I want her to appear, just to explain why I can't get her off my mind. That damn letter's the answer. Just thinking about it makes me dizzy.

I think of the way she said goodbye; her face smiling, but her eyes hurt and sad. I need to see her, to demand that she turn my head back the way it was before she even came to Australia.

I'd do anything to see her.

I hit my head, and turn to the computer yet again. I click on the net and get on Hotmail. I've got a message from Chris. I open it before realizing that it's a forwarded message.

To: Nate Bennet

From: Chris Jonson

10 signs of liking someone…

.TEN.:

U LOOK THEIR PICTURE CONSTANTLY

.NINE.:

YOU READ THEIR MESSAGES OVER AND OVER AGAIN.

.EIGHT.:

YOU FEEL SHY WHENEVER THEY'RE AROUND.

.SEVEN.:

WHEN YOU THINK ABOUT THEM, YOUR HEART BEATS FASTER AND SLOWER AT THE SAME TIME

.SIX.:

YOU REALIZE THAT YOU'RE ALWAYS SMILING TO YOURSELF WHEN YOU THINK ABOUT THEM.

.FIVE.:

WHEN YOU LOOK AT THEM, YOU CAN'T SEE THE OTHER PEOPLE AROUND YOU, ALL YOU SEE IS HER.

.FOUR.:

YOU START LISTENING TO THEIR FAVOURITE BANDS

.THREE.:

THEY'RE ALL YOU THINK ABOUT.

.TWO.:

YOU GET HIGH JUST FROM THEIR SCENT.

.ONE.:

YOU WOULD DO ANYTHING FOR THEM, OR ANYTHING TO SEE THEM.

WHILE READING THIS, THERE WAS ONE PERSON ON YOUR MIND THE WHOLE TIME...

By the end I'm hyperventilating. Damn Chris and his great sense of timing. Just when I had convinced myself that I didn't like her. Ten signs of liking someone. Damnit. I hit my head on the table in the classic male response.

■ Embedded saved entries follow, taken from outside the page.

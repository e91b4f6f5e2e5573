//! Result normalization through the dispatcher

mod support;

use std::borrow::Cow;

use portal_rpc_server::prelude::*;
use serde::Serialize;
use serde_json::{Value, json};
use support::call;

#[derive(Debug, Clone, Copy, WireEnum)]
enum LeaveStatus {
    #[wire(title = "Waiting for approval")]
    Pending = 1,
    #[wire(title = "Approved")]
    Approved = 2,
    #[wire(title = "Rejected")]
    Rejected = 3,
}

#[derive(Debug, Clone, Copy, WireEnum)]
enum Office {
    #[wire(value = "AMS")]
    Amsterdam,
    #[wire(value = "LIS")]
    Lisbon,
}

#[derive(Debug, Clone, Copy, WireEnum)]
enum Weekday {
    Monday,
    #[wire(name = "FRIDAY")]
    Friday,
}

/// Hand-written enum with a computed title
enum Grade {
    Junior,
    Senior,
}

impl WireEnum for Grade {
    fn wire_name(&self) -> &'static str {
        match self {
            Grade::Junior => "Junior",
            Grade::Senior => "Senior",
        }
    }

    fn wire_value(&self) -> Option<Value> {
        Some(match self {
            Grade::Junior => json!("J"),
            Grade::Senior => json!("S"),
        })
    }

    fn wire_title(&self) -> Option<Cow<'static, str>> {
        Some(Cow::Owned(format!("{} grade", self.wire_name())))
    }
}

impl Serialize for Grade {
    fn serialize<S: serde::Serializer>(&self, serializer: S) -> Result<S::Ok, S::Error> {
        serialize_wire_enum(self, serializer)
    }
}

#[derive(Serialize)]
#[serde(rename_all = "camelCase")]
struct LeaveOverview {
    employee_name: String,
    office: Office,
    grade: Grade,
    requests: Vec<LeaveEntry>,
}

#[derive(Serialize)]
struct LeaveEntry {
    day: Weekday,
    status: LeaveStatus,
    history: Vec<LeaveStatus>,
}

fn dispatcher() -> Dispatcher {
    let registry = MethodRegistry::builder()
        .register(
            "leave.status",
            positional(vec![], |_: Arguments, _: CallContext| async move {
                Ok(LeaveStatus::Approved)
            }),
        )
        .register(
            "leave.office",
            positional(vec![], |_: Arguments, _: CallContext| async move { Ok(Office::Lisbon) }),
        )
        .register(
            "leave.weekday",
            positional(vec![], |_: Arguments, _: CallContext| async move {
                Ok(vec![Weekday::Monday, Weekday::Friday])
            }),
        )
        .register(
            "leave.overview",
            positional(vec![], |_: Arguments, ctx: CallContext| async move {
                Ok(LeaveOverview {
                    employee_name: ctx.identity.name,
                    office: Office::Amsterdam,
                    grade: Grade::Senior,
                    requests: vec![LeaveEntry {
                        day: Weekday::Friday,
                        status: LeaveStatus::Pending,
                        history: vec![LeaveStatus::Rejected, LeaveStatus::Pending],
                    }],
                })
            }),
        )
        .register(
            "leave.matrix",
            positional(vec![], |_: Arguments, _: CallContext| async move {
                let mut by_quarter = std::collections::HashMap::new();
                by_quarter.insert(1u8, LeaveStatus::Approved);
                Ok(by_quarter)
            }),
        )
        .build()
        .unwrap();

    Dispatcher::builder()
        .registry(registry)
        .environment(Environment::Development)
        .build()
}

async fn result_of(method: &str) -> Value {
    call(&dispatcher(), json!({"jsonrpc": "2.0", "method": method, "id": 1})).await
}

#[tokio::test]
async fn test_titled_scalar_backed_enum() {
    let response = result_of("leave.status").await;
    assert_eq!(
        response["result"],
        json!({"name": "Approved", "value": 2, "title": "Approved"})
    );
}

#[tokio::test]
async fn test_untitled_enum_omits_title() {
    let response = result_of("leave.office").await;
    assert_eq!(response["result"], json!({"name": "Lisbon", "value": "LIS"}));
    assert!(response["result"].get("title").is_none());
}

#[tokio::test]
async fn test_pure_enum_has_only_a_name() {
    let response = result_of("leave.weekday").await;
    assert_eq!(response["result"], json!([{"name": "Monday"}, {"name": "FRIDAY"}]));
}

#[tokio::test]
async fn test_enums_are_normalized_at_any_depth() {
    let response = result_of("leave.overview").await;
    assert_eq!(
        response["result"],
        json!({
            "employeeName": "Clerk",
            "office": {"name": "Amsterdam", "value": "AMS"},
            "grade": {"name": "Senior", "value": "S", "title": "Senior grade"},
            "requests": [{
                "day": {"name": "FRIDAY"},
                "status": {"name": "Pending", "value": 1, "title": "Waiting for approval"},
                "history": [
                    {"name": "Rejected", "value": 3, "title": "Rejected"},
                    {"name": "Pending", "value": 1, "title": "Waiting for approval"}
                ]
            }]
        })
    );
}

#[tokio::test]
async fn test_integer_map_keys_become_strings() {
    let response = result_of("leave.matrix").await;
    assert_eq!(
        response["result"],
        json!({"1": {"name": "Approved", "value": 2, "title": "Approved"}})
    );
}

'Nate,' James opens the door just as I raise my head from the table, shaking his head and laughing at me. 'Bea and Rod are here.'

He all but runs down the stairs like an excited child on Christmas awaiting his presents and I follow him. Rod and Bea have just come back from India. They share presents, adventures and photos, enjoying telling their stories the whole while.

'So,' Bea says once dinner's over and we've cleared up the plates. 'I have an offer for you my dear.' She takes Rod's hand and glances over at me.

'We were thinking that since we've just had an adventure with James, we should definitely have an adventure with you.' I smile, liking where this is heading. 'We just so happen to be going to England during your holidays… Want to come?'

I laugh and give them both a huge hug.